Zhou Yunjie: Haier’s innovative management model drives global growth

11 March 2025 • by Mark J. Greeven in Strategy

Haier's CEO Zhou Yunjie explains how the company's innovative "RenDanHeYi" model empowers employees, drives global growth, and adapts to market changes....

Zhou Yunjie, Chairman of the Board of Directors and CEO of Haier Group, tells IMD’s Mark Greeven how the company’s unique model – centered around empowered, entrepreneurial employees – drives results through innovation and expansion.

From small factory in Qingdao to globally recognized leader, Haier Group’s 40-year history is a journey of continuous innovation and transformation.In 2005, Zhang Ruimin, the founder of Chinese electronics giant Haier, was worried that with more than 100 factories globally, the company was becoming too cumbersome, thwarting its ability to quickly respond to market shifts. His response? To start organizing teams around the “people, needs, connection” model. Put simply, the model empowers employees to create value by working directly in the market to address customers’ existing needs while anticipating their future ones. Eschewing the traditional ‘big business’ top-down hierarchy, Haier became a flat structure of self-organizing teams that were able to take advantage of a system of shared resources.

Haier’s management model

Zhou Yunjie says the model reflects Haier’s unwavering principle to maximize the value of its people to stimulate creativity. This, he says, underpins the organization’s ability to continuously transform over time. “Enterprise is people, culture is the soul. The most valuable resource and asset of an enterprise is people,” Yunjie emphasizes, highlighting the central role of human capital in Haier’s success story.

Zhou explains how each of the six major strategic transformations over Haier’s 40-year history accurately grasped the pulse of the times and led the industry’s development. At the heart of these transformations is the RenDanHeYi model, put forward by Zhang in 2005.

“It was revolutionary,” Zhou recounts. “This model essentially deals with challenges that are difficult to solve in traditional enterprise management, such as how to quickly respond to market demand after the expansion of the enterprise, and how to prevent the ‘big business disease’.”

To implement the model, Haier broke away from the traditional hierarchical organizational structure, instead adopting a flat, network-like structure.
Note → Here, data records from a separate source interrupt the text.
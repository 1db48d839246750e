//! Vessel records: the current state of a ship and its observed positions.
//!
//! A [`Vessel`] is keyed by MMSI and overwritten on every report. Positions
//! are grouped by IMO and kept as a bounded, append-only history.

use chrono::{DateTime, Utc};
use serde::{Deserialize, Serialize};

use crate::route::Route;

// ─── Current state ───────────────────────────────────────────────────────────

/// Current attributes of a vessel as last reported by the tracking source.
///
/// The IMO number is not stable upstream; the store keys updates on `mmsi`.
#[derive(Debug, Clone, PartialEq, Serialize, Deserialize)]
pub struct Vessel {
  pub mmsi:             i64,
  pub imo:              i64,
  pub name:             String,
  /// Free-text comment; usually the destination or a `DEP-DEST` route.
  pub comment:          String,
  /// Heading in whole degrees.
  pub heading:          i32,
  /// Course over ground in degrees.
  pub course:           f64,
  /// Speed in km/h as reported upstream.
  pub speed:            f64,
  pub length:           f64,
  pub width:            f64,
  pub draught:          f64,
  pub ref_front:        i32,
  pub ref_left:         i32,
  /// Packet path the report travelled through.
  pub path:             String,
  /// Target class discriminator (`a` for APRS, `i` for AIS, ...).
  pub class:            char,
  /// Target type discriminator (`a` for AIS, `l` for APRS, ...).
  pub kind:             char,
  pub source_call:      String,
  pub destination_call: String,
  pub vessel_class:     i32,
  pub nav_status:       i32,
}

impl Vessel {
  /// A vessel known only by its MMSI, with every other attribute zeroed.
  pub fn new(mmsi: i64) -> Self {
    Self {
      mmsi,
      imo:              0,
      name:             String::new(),
      comment:          String::new(),
      heading:          0,
      course:           0.0,
      speed:            0.0,
      length:           0.0,
      width:            0.0,
      draught:          0.0,
      ref_front:        0,
      ref_left:         0,
      path:             String::new(),
      class:            '0',
      kind:             '0',
      source_call:      String::new(),
      destination_call: String::new(),
      vessel_class:     0,
      nav_status:       0,
    }
  }
}

// ─── Positions ───────────────────────────────────────────────────────────────

/// A single observed fix, before it is persisted.
#[derive(Debug, Clone, Copy, PartialEq, Serialize, Deserialize)]
pub struct PositionFix {
  /// Decimal degrees, north positive.
  pub latitude:   f64,
  /// Decimal degrees, east positive.
  pub longitude:  f64,
  /// When the target was first seen at this position.
  pub first_seen: DateTime<Utc>,
  /// When the target was last seen at this position.
  pub last_seen:  DateTime<Utc>,
}

/// A persisted fix. `log_id` increases with insertion order.
#[derive(Debug, Clone, PartialEq, Serialize, Deserialize)]
pub struct PositionSample {
  pub log_id: i64,
  pub imo:    i64,
  #[serde(flatten)]
  pub fix:    PositionFix,
}

// ─── Decoded report ──────────────────────────────────────────────────────────

/// One decoded entry of a tracking response.
///
/// Lives only for the duration of a single ingestion item.
#[derive(Debug, Clone, PartialEq)]
pub struct ShipReport {
  pub vessel: Vessel,
  pub fix:    PositionFix,
  /// Route parsed from `vessel.comment`, if it has one.
  pub route:  Option<Route>,
}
This allowed each employee to directly face the market and connect with users, creating self-value in the process of creating value for users.

Haier has recently evolved its model further with the development of "ecosystem micro-communities".
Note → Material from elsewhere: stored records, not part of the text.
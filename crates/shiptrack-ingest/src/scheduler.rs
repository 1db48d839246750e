//! The background worker and the handle that drives it.

use std::{sync::Arc, time::Duration};

use shiptrack_core::{
  source::TrackingSource,
  store::{DEFAULT_RETENTION_CAP, StoreConnector},
};
use tokio::task::JoinHandle;
use tracing::{error, info};

use crate::{
  control::{Phase, RunControl},
  cycle::{CycleOutcome, run_cycle},
};

// ─── Config ──────────────────────────────────────────────────────────────────

/// Timing and sizing of the ingestion loop.
#[derive(Debug, Clone)]
pub struct IngestConfig {
  /// Sleep between run-flag checks.
  pub tick:          Duration,
  /// Ticks between two cycles.
  pub cycle_ticks:   u32,
  /// Most vessel identifiers sent in one location request.
  pub max_batch:     usize,
  /// Most position samples kept per IMO.
  pub retention_cap: usize,
}

impl Default for IngestConfig {
  fn default() -> Self {
    Self {
      tick:          Duration::from_secs(1),
      cycle_ticks:   7200,
      max_batch:     20,
      retention_cap: DEFAULT_RETENTION_CAP,
    }
  }
}

// ─── Scheduler ───────────────────────────────────────────────────────────────

/// How a worker's run ended.
#[derive(Debug, Clone, Copy, PartialEq, Eq)]
pub enum RunOutcome {
  /// [`Scheduler::stop`] was called.
  Stopped,
  /// A cycle could not open the store.
  Halted,
}

struct Inner<C, A> {
  connector: C,
  source:    A,
  config:    IngestConfig,
}

/// Runs ingestion cycles on a fixed schedule in a single tokio task.
///
/// Cloning yields another handle to the same worker.
pub struct Scheduler<C, A> {
  inner:   Arc<Inner<C, A>>,
  control: RunControl,
}

impl<C, A> Clone for Scheduler<C, A> {
  fn clone(&self) -> Self {
    Self { inner: Arc::clone(&self.inner), control: self.control.clone() }
  }
}

impl<C, A> Scheduler<C, A>
where
  C: StoreConnector + 'static,
  A: TrackingSource + 'static,
{
  pub fn new(connector: C, source: A, config: IngestConfig) -> Self {
    Self {
      inner:   Arc::new(Inner { connector, source, config }),
      control: RunControl::new(),
    }
  }

  pub fn config(&self) -> &IngestConfig { &self.inner.config }

  /// Begin a run. The first cycle starts immediately.
  ///
  /// Returns the worker's handle only when a new worker was spawned; a worker
  /// that is still alive is re-armed and `None` is returned.
  pub fn start(&self) -> Option<JoinHandle<RunOutcome>> {
    if !self.control.arm() {
      return None;
    }
    let inner = Arc::clone(&self.inner);
    let control = self.control.clone();
    Some(tokio::spawn(async move { inner.run(control).await }))
  }

  /// Ask the worker to exit at its next tick boundary.
  pub fn stop(&self) { self.control.stop() }

  pub fn is_running(&self) -> bool { self.control.is_running() }

  pub fn phase(&self) -> Phase { self.control.phase() }

  pub fn is_halted(&self) -> bool { self.control.is_halted() }

  /// Run exactly one cycle on the caller's task, outside the schedule.
  pub async fn run_once(&self) -> CycleOutcome {
    run_cycle(&self.inner.connector, &self.inner.source, &self.inner.config).await
  }
}

impl<C, A> Inner<C, A>
where
  C: StoreConnector,
  A: TrackingSource,
{
  async fn run(&self, control: RunControl) -> RunOutcome {
    let cycle_ticks = self.config.cycle_ticks.max(1);
    let mut slept = cycle_ticks;
    let mut outcome = RunOutcome::Stopped;

    info!(
      tick_ms = self.config.tick.as_millis() as u64,
      cycle_ticks,
      "ingestion started"
    );

    while control.keep_going() {
      if slept >= cycle_ticks {
        slept = 0;
        outcome = match run_cycle(&self.connector, &self.source, &self.config).await {
          CycleOutcome::Fatal(e) => {
            error!(error = %e, "halting ingestion");
            control.halt();
            RunOutcome::Halted
          }
          _ => RunOutcome::Stopped,
        };
      } else {
        tokio::time::sleep(self.config.tick).await;
        slept = slept.saturating_add(1);
      }
    }

    info!(?outcome, "ingestion stopped");
    outcome
  }
}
Ecosystem ‘micro-communities’ drive innovation

A key component of Haier’s model is its unified platform, through which it provides strong support for micro-enterprises. Zhou explains, “Micro-enterprises are not only able to start their own businesses on the platform but also enjoy the unified, synergistic support of the Group.” This platform solves a critical challenge: balancing the independent innovation of these enterprises with the overall strategy of the Group.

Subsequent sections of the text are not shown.